Thanks for your help,

Kevin Menningen
Lead Software Engineer
VIASYS Healthcare, Inc.

[lbauer]

The servername and certificate name should match, unless you're doing some fancy configuration:

http://www.microsoft.com/technet/prodte ... dcard.mspx

[lbauer]

Can you access https://xxxx.domain.com:8686/VaultService with a browser?

[kmenningen]

Hi Linda,

No, we can't access it with a browser. We created a new certificate that matched the server name, but still have the same problem. This is a Windows Server 2003 R2 operating system.

Attached is a group of screenshots with our complete configuration and browser tests. Please let us know if there are things we should change.

Thanks in advance,

--Kevin

[Attachment deleted because it is big and didn't help]

[lbauer]

We created a new certificate that matched the server name, but still have the same problem.

Is your certificate signed? Did you send it to a signing authority, or sign it yourself? If it's not signed, this could be why it's not working.

[kmenningen]

I'm not sure what you mean about signing the certificate -- typically a certificate is used to sign something else. Attached are screenshots of the certificate we are using, and the root certificate. Should it look differently? Would you please tell us how to change the certificate if it needs changing?

Thanks!

[attachment deleted - no longer pertinent]

[kmenningen]

After contacting Microsoft, we discovered the source of the problem was permissions for 'Everyone' in the Crypto folder. Granting the "Everyone" group "Read & Execute" permission on the C:\Documents and Settings\All Users\Application Data\Microsoft\Crypto\RSA\MachineKeys folder solved the problem.

The documentation and installer help mentioned adding NETWORKSERVICE to the permissions for that folder, but we don't recall seeing instructions to give Everyone Read & Execute permissions. If your documentation does not mention this, would you please update it?

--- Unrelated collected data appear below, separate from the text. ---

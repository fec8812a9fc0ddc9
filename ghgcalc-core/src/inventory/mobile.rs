//! Mobile-source parameters: highway, aviation, rail, marine port and off-road

use super::FuelUse;
use crate::categories::{BySettlement, Fuel};
use serde::{Deserialize, Serialize};

/// On-road highway parameters.
#[derive(Debug, Clone, Serialize, Deserialize)]
#[serde(default)]
pub struct HighwayParameters {
    /// Annual vehicle-miles travelled per capita
    /// unit: mi
    pub vmt_per_capita: BySettlement<f64>,

    /// Baseline average fleet fuel economy
    /// unit: mpg
    /// default: 23.6
    pub fleet_mpg: f64,

    /// Baseline share of VMT driven electrically
    /// unit: %
    /// default: 0.22
    pub electric_vmt_percent: f64,

    /// unit: lb CO₂e / gal
    /// default: 19.6
    pub lb_co2e_per_gal_gasoline: f64,

    /// Electric-vehicle consumption at the plug
    /// unit: kWh / mi
    /// default: 0.33
    pub ev_kwh_per_mile: f64,
}

impl Default for HighwayParameters {
    fn default() -> Self {
        Self {
            vmt_per_capita: BySettlement::new(5_400.0, 8_722.485, 12_600.0),
            fleet_mpg: 23.6,
            electric_vmt_percent: 0.22,
            lb_co2e_per_gal_gasoline: 19.6,
            ev_kwh_per_mile: 0.33,
        }
    }
}

/// Aviation parameters.
#[derive(Debug, Clone, Serialize, Deserialize)]
#[serde(default)]
pub struct AviationParameters {
    /// unit: MMT CO₂e
    /// default: 3.9
    pub baseline_mmt: f64,
}

impl Default for AviationParameters {
    fn default() -> Self {
        Self { baseline_mmt: 3.9 }
    }
}

/// Per-capita transit-rail consumption.
#[derive(Debug, Clone, Copy, Default, PartialEq, Serialize, Deserialize)]
#[serde(default)]
pub struct TransitRailConsumption {
    /// unit: kWh
    pub electricity_kwh: f64,
    /// unit: gal
    pub diesel_gal: f64,
}

/// A rail mode tabulated by total regional energy.
#[derive(Debug, Clone, Copy, PartialEq, Serialize, Deserialize)]
pub struct RailModeParameters {
    /// unit: BBtu
    pub electricity_bbtu: f64,
    /// unit: BBtu
    pub diesel_bbtu: f64,
    /// unit: MT CO₂e / BBtu
    pub diesel_mt_co2e_per_bbtu: f64,
}

/// Rail parameters: transit rail per capita, freight and inter-city rail in total.
#[derive(Debug, Clone, Serialize, Deserialize)]
#[serde(default)]
pub struct RailParameters {
    pub transit_per_capita: BySettlement<TransitRailConsumption>,

    /// unit: MT CO₂e / BBtu
    /// default: 74.21
    pub transit_diesel_mt_co2e_per_bbtu: f64,

    pub freight: RailModeParameters,

    pub inter_city: RailModeParameters,

    /// Fraction of electric input converted to motion
    /// default: 0.95
    pub electric_motion_efficiency: f64,

    /// Fraction of diesel input converted to motion
    /// default: 0.35
    pub diesel_motion_efficiency: f64,
}

impl Default for RailParameters {
    fn default() -> Self {
        Self {
            transit_per_capita: BySettlement::new(
                TransitRailConsumption {
                    electricity_kwh: 92.0,
                    diesel_gal: 0.9,
                },
                TransitRailConsumption {
                    electricity_kwh: 38.0,
                    diesel_gal: 1.6,
                },
                TransitRailConsumption {
                    electricity_kwh: 9.0,
                    diesel_gal: 0.7,
                },
            ),
            transit_diesel_mt_co2e_per_bbtu: 74.21,
            freight: RailModeParameters {
                electricity_bbtu: 150.0,
                diesel_bbtu: 2_324.867,
                diesel_mt_co2e_per_bbtu: 74.21,
            },
            inter_city: RailModeParameters {
                electricity_bbtu: 900.0,
                diesel_bbtu: 60.0,
                diesel_mt_co2e_per_bbtu: 74.21,
            },
            electric_motion_efficiency: 0.95,
            diesel_motion_efficiency: 0.35,
        }
    }
}

/// Marine-port and off-road parameters.
///
/// Fuel efficiencies are energy-to-motion efficiencies.
#[derive(Debug, Clone, Serialize, Deserialize)]
#[serde(default)]
pub struct OtherMobileParameters {
    pub marine_port: Vec<FuelUse>,
    pub off_road: Vec<FuelUse>,
}

impl Default for OtherMobileParameters {
    fn default() -> Self {
        Self {
            marine_port: vec![
                FuelUse::electric(5.0, 1.0),
                FuelUse::new(Fuel::ResidualFuelOil, 3_369.269, 0.5, 75.35),
                FuelUse::new(Fuel::DistillateFuelOil, 2_200.0, 0.45, 74.21),
            ],
            off_road: vec![
                FuelUse::electric(180.0, 0.9),
                FuelUse::new(Fuel::MotorGasoline, 2_000.0, 0.2, 70.52),
                FuelUse::new(Fuel::DistillateFuelOil, 2_600.0, 0.35, 74.21),
                FuelUse::new(Fuel::Lpg, 800.0, 0.25, 62.98),
            ],
        }
    }
}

Furthermore, we could find no mention of the relation between this permission and SSL support. It turns out SSL in any form, whether related to the Vault application or not, would not work until this permission was set. Perhaps that might be useful for your knowledge base.

Thanks!

[lbauer]

Thanks for the info. Although SSL is an IIS configuration issue rather than a configuration in Vault, we are thinking of writing up a KB article for Vault users on how to set up SSL in IIS and this information is useful.